> WORK ORDER
Every line below that contains "Only" is to be copied.

Extracted data entries
****
// ABOUTME: CLI surface tests via assert_cmd.
// ABOUTME: Only argument parsing paths; nothing here touches an engine socket.

use assert_cmd::Command;
use predicates::prelude::*;

#[test]
fn help_lists_subcommands() {
    Command::cargo_bin("skafos")
        .unwrap()
        .arg("--help")
        .assert()
        .success()
        .stdout(predicate::str::contains("pull"))
        .stdout(predicate::str::contains("build"))
        .stdout(predicate::str::contains("remove"))
        .stdout(predicate::str::contains("info"));
}

#[test]
fn pull_requires_an_image_argument() {
    Command::cargo_bin("skafos")
        .unwrap()
        .arg("pull")
        .assert()
        .failure()
        .stderr(predicate::str::contains("IMAGE"));
}

#[test]
fn build_requires_a_tag() {
    Command::cargo_bin("skafos")
        .unwrap()
        .args(["build", "/tmp"])
        .assert()
        .failure()
        .stderr(predicate::str::contains("--tag"));
}

#[test]
fn unknown_runtime_is_rejected() {
    Command::cargo_bin("skafos")
        .unwrap()
        .args(["--runtime", "lxc", "pull", "nginx"])
        .assert()
        .failure()
        .stderr(predicate::str::contains("unknown runtime"));
}

#[test]
fn no_subcommand_fails() {
    Command::cargo_bin("skafos").unwrap().assert().failure();
}
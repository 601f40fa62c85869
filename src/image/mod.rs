// ABOUTME: Image acquisition: pull from a registry or build from a local context.
// ABOUTME: Both operations drive the engine's streamed progress protocol to one outcome.

mod archive;
mod build;
mod descriptor;
mod error;
mod progress;
mod pull;
mod state;

pub use build::build;
pub use descriptor::ImageDescriptor;
pub use error::AcquireError;
pub use progress::{StreamEvent, decode_chunk, error_message};
pub use pull::pull;

use std::time::Duration;

/// Options shared by pull and build operations.
#[derive(Debug, Clone, Default)]
pub struct AcquireOptions {
    /// Abort if the engine has not finished streaming within this budget.
    /// `None` means wait indefinitely.
    pub timeout: Option<Duration>,
}
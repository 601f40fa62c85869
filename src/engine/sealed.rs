// ABOUTME: Sealed trait pattern for the engine client trait.
// ABOUTME: Prevents external implementations, allowing non-breaking evolution.

/// Sealed trait to prevent external implementations.
///
/// This pattern allows us to add new methods to `EngineClient` without
/// breaking semver. Only our internal engine types can implement it.
pub trait Sealed {}
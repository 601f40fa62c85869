// ABOUTME: Library root for skafos - container image acquisition over an engine socket.
// ABOUTME: The CLI binary is in main.rs.

pub mod config;
pub mod engine;
pub mod error;
pub mod image;
pub mod types;
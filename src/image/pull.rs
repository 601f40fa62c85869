// ABOUTME: Drives a registry pull to its single terminal outcome.
// ABOUTME: Validates the descriptor, invokes the engine, drains the progress stream.

use super::AcquireOptions;
use super::descriptor::ImageDescriptor;
use super::error::AcquireError;
use super::state::{StreamDriver, drain};
use crate::engine::EngineClient;

/// Pull the image named by `descriptor` from its registry.
///
/// Resolves to `Ok(())` once the engine ends the progress stream without an
/// in-band error. Every failure class (bad descriptor, transport rejection,
/// engine-reported error, timeout) comes back through the same `Result`.
pub async fn pull<E>(
    engine: &E,
    descriptor: &ImageDescriptor,
    options: &AcquireOptions,
) -> Result<(), AcquireError>
where
    E: EngineClient + ?Sized,
{
    let mut driver = StreamDriver::new();

    driver.validating();
    let reference = match descriptor.image_ref() {
        Ok(reference) => reference,
        Err(e) => {
            driver.fail();
            return Err(e);
        }
    };

    tracing::info!("pulling {reference}");
    driver.invoking();

    let attempt = async {
        let mut stream = match engine.pull(&reference.to_string()).await {
            Ok(stream) => stream,
            Err(e) => {
                driver.fail();
                return Err(AcquireError::Transport(e));
            }
        };
        driver.streaming();
        drain(&mut stream, &mut driver).await
    };

    match options.timeout {
        Some(limit) => match tokio::time::timeout(limit, attempt).await {
            Ok(result) => result,
            Err(_) => Err(AcquireError::DeadlineExceeded(limit)),
        },
        None => attempt.await,
    }
}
****
> RESPONSE TO THE EXERCISE
// ABOUTME: Only argument parsing paths; nothing here touches an engine socket.
/// breaking semver. Only our internal engine types can implement it.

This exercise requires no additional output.